Zimbabwe Explained

zimI am not attempting to dictate a particular political view. I am merely seeking to inculcate a value system. After all is said and done, it is thus hoped that we will, as Zimbabweans, be able to create a broader base of knowledgeable and skilled citizenry as opposed to those who are taught to obey without questioning. We mustn’t behave as if we have abandoned imagination, intuition and curiosity. Instead of being comfortable with the banking approach, we should rather experiment and experience the beauty of incorporating the problem-posing approach in the body politic.

Professionally, I have come to be primarily concerned with the interaction between people and their social environment which affects their ability to accomplish their life tasks, alleviate distress and realize their aspirations and values. As a result, I have seen myself during the past decade enhancing the problem-solving and coping capacities of people; linking people with systems that provide them with resources, services and opportunities; promoting the effective and human operation of these systems and contributing to the development and improvement of social policy. This is something that I would have missed had I taken the idea of pursuing atmospheric physics seriously when I got intrigued with atmospheric processes and phenomena during my teenage years as a high school student.

Now to the crux, Robert Mugabe whose regime has been unresponsive to us because we disagree with them as to the nature of the problems we are facing as a nation and what should be done about them. Insofar as they are concerned, the myriad of challenges we are facing as a country are attributable to the so-called illegal regime change agenda being pursued against ZANU PF by Western powers. It is patently clear to the erudite and the most savant amongst us that in arriving at such a flawed conclusion, Robert Mugabe and his party have used an exclusively psychologically-based theory and directed most of their attention to the individual’s inner life and interpersonal exchanges and relatively little to other variables.

They deliberately ignore their lavish and opulent lifestyles that they enjoy at our expense. They don’t want to talk about their corrupt tendencies and the ill-gotten wealth they have enjoyed and still enjoy since independence in 1980. And they believe solutions lie in the Look East policy! This unidimensional way of looking at life is the one that keeps us in this political and economic bog. From the foregoing, it can be noted parenthetically that observation and inquiry are not only the tools of the theorist but also the attributes of the creative and imaginative social scientist who accepts that there are not final or simplistic explanations of human problems and that no optimal  set of techniques that can be used to help resolve them. We should be moving towards some form of eclecticism and be able to utilise our capacity to use a wide range and variety of theories. Inasmuch as there is no single theory that can be expected to be adequate for all situations, the Zimbabwe problem definitely requires more than a single solution.

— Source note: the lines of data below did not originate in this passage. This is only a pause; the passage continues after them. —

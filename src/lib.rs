pub mod chords;
pub mod config;
pub mod corrector;
pub mod element;
pub mod error;
pub mod export;
pub mod highlight;
pub mod history;
pub mod metrics;
pub mod parser;
pub mod presentation;
pub mod song;

pub use config::{ExportFormat, Songbook};
pub use corrector::{correct_chord_spaces, ChordSpaceCorrector};
pub use element::{SongElement, SongElementKind};
pub use error::*;
pub use export::{export, export_text, render, Document};
pub use highlight::{Highlighter, SongCell};
pub use history::SongElementHistory;
pub use metrics::{Monospace, TextMeasure, TimesRoman};
pub use parser::{first_lyrics_line, parse, ParseOptions};
pub use presentation::{layout, Presentation};
pub use song::Song;

/// Export a YAML songbook to XML with the settings it carries.
/// This is the main entry point for the library.
pub fn export_songbook(yaml: &str) -> Result<Vec<u8>, SongtextError> {
    let songbook = Songbook::from_yaml(yaml)?;
    export(&songbook.export, &songbook.songs)
}

/// Export a YAML songbook as plain text (chords in monospace columns)
pub fn export_songbook_text(yaml: &str) -> Result<String, SongtextError> {
    let songbook = Songbook::from_yaml(yaml)?;
    export_text(&songbook.export, &songbook.songs)
}
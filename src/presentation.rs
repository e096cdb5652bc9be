//! # Presentation Layout
//!
//! Groups a parsed song into parts (title, stanzas, copyright) made of
//! lines, so a presenter can jump from part to part. Each line carries its
//! lyrics, the chord line above it (re-spaced for the presenter's font) and
//! the translation shown below it.
//!
//! ## Rules
//! - the title is a part of its own
//! - an empty line ends the current stanza
//! - all copyright lines form the last part

use crate::corrector::ChordSpaceCorrector;
use crate::element::{SongElement, SongElementKind};
use crate::history::{is, SongElementHistory};
use crate::metrics::TextMeasure;
use crate::parser::{parse, ParseOptions};
use crate::song::Song;

/// One displayed line.
#[derive(Debug, Clone, Default, PartialEq, Eq)]
pub struct PresentationLine {
    pub chords: Option<String>,
    pub text: String,
    pub translation: Option<String>,
}

impl PresentationLine {
    fn is_empty(&self) -> bool {
        self.chords.is_none() && self.text.is_empty() && self.translation.is_none()
    }
}

/// A block of lines the presenter can jump to.
#[derive(Debug, Clone, Default, PartialEq, Eq)]
pub struct Part {
    pub lines: Vec<PresentationLine>,
}

#[derive(Debug, Clone, Default, PartialEq, Eq)]
pub struct Presentation {
    pub parts: Vec<Part>,
}

impl Presentation {
    pub fn parts(&self) -> &[Part] {
        &self.parts
    }

    pub fn line_count(&self) -> usize {
        self.parts.iter().map(|part| part.lines.len()).sum()
    }
}

struct LayoutBuilder<M> {
    corrector: ChordSpaceCorrector<M>,
    show_chords: bool,
    parts: Vec<Part>,
    part: Part,
    line: PresentationLine,
    copyright: Part,
}

impl<M: TextMeasure> LayoutBuilder<M> {
    fn close_part(&mut self) {
        if !self.part.lines.is_empty() {
            self.parts.push(std::mem::take(&mut self.part));
        }
    }

    fn chords_for(&self, history: &SongElementHistory, text: &str) -> Option<String> {
        if !self.show_chords {
            return None;
        }
        let chords: &SongElement = history
            .query()
            .without(&[SongElementKind::NewLine])
            .last_seen(&[is(SongElementKind::Chords)])
            .end()
            .first()?;
        Some(self.corrector.correct_chord_spaces(chords.text(), text))
    }

    fn element(&mut self, element: &SongElement, history: &SongElementHistory) {
        match element.kind() {
            SongElementKind::Title => self.parts.push(Part {
                lines: vec![PresentationLine {
                    text: element.text().to_string(),
                    ..PresentationLine::default()
                }],
            }),
            SongElementKind::Chords => {}
            SongElementKind::Lyrics => {
                if self.line.chords.is_none() && self.line.text.is_empty() {
                    self.line.chords = self.chords_for(history, element.text());
                }
                self.line.text.push_str(element.text());
            }
            SongElementKind::Translation => {
                if self.line.is_empty() {
                    self.line.chords = self.chords_for(history, element.text());
                }
                self.line
                    .translation
                    .get_or_insert_with(String::new)
                    .push_str(element.text());
            }
            SongElementKind::NewLine => {
                if !self.line.is_empty() {
                    let line = std::mem::take(&mut self.line);
                    self.part.lines.push(line);
                } else if history.previous().map_or(false, |e| e.is(SongElementKind::NewLine)) {
                    self.close_part();
                }
            }
            SongElementKind::Copyright => self.copyright.lines.push(PresentationLine {
                text: element.text().to_string(),
                ..PresentationLine::default()
            }),
        }
    }

    fn finish(mut self) -> Presentation {
        if !self.line.is_empty() {
            let line = std::mem::take(&mut self.line);
            self.part.lines.push(line);
        }
        self.close_part();
        if !self.copyright.lines.is_empty() {
            self.parts.push(self.copyright);
        }
        Presentation { parts: self.parts }
    }
}

/// Lay a song out for on-screen presentation.
pub fn layout(song: &Song, options: ParseOptions, measure: impl TextMeasure) -> Presentation {
    let elements = parse(song, options);
    let mut builder = LayoutBuilder {
        corrector: ChordSpaceCorrector::new(measure),
        show_chords: options.include_chords,
        parts: Vec::new(),
        part: Part::default(),
        line: PresentationLine::default(),
        copyright: Part::default(),
    };
    let mut history = SongElementHistory::new(&elements);
    while let Some(element) = history.advance() {
        builder.element(element, &history);
    }
    builder.finish()
}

We have all been dehumanised by Robert Mugabe and his rotten ZANU PF regime. Within large societal resources systems such as hospitals and schools, we are not receiving all the appropriate services the systems can provide. We have also found many societal systems to be working at cross-purposes. The time has come and now is for us to pay rapt attention to social order, social value, provision, prevention, restoration and rehabilitation. We ought to inculcate in our people a firm sense of social consciousness and social responsibility. There is an incumbent need for us to bring about discussions of social issues to help define action alternatives which in turn, hopefully result in informed political and social action. Every individual is potentially capable of some form of meaningful participation in the mainstream of society. I am appealing to the powers that be to recognise the fact that each individual member of our society is in dire need of opportunity and assistance in revitalising his drive towards others in a common cause and in converting self-seeking into social contribution.

In conclusion, Mugabe has personalised and privatised our country. At 89, he wrongly believes that he can still inspire in us the desire to contribute to the common good. I am of the opinion that Mugabe has failed to effectively and efficiently run the affairs of state and as a result, he needs to be relieved of national duties before we take Zimbabwe to where we won’t be able to retrieve it. After all, it is unfair and disrespectful for us as citizens to burden the elderly with huge responsibilities at a time we need to prepare them to retire peacefully and if need be, to die in dignity. Aluta continua! The struggle continues unabated!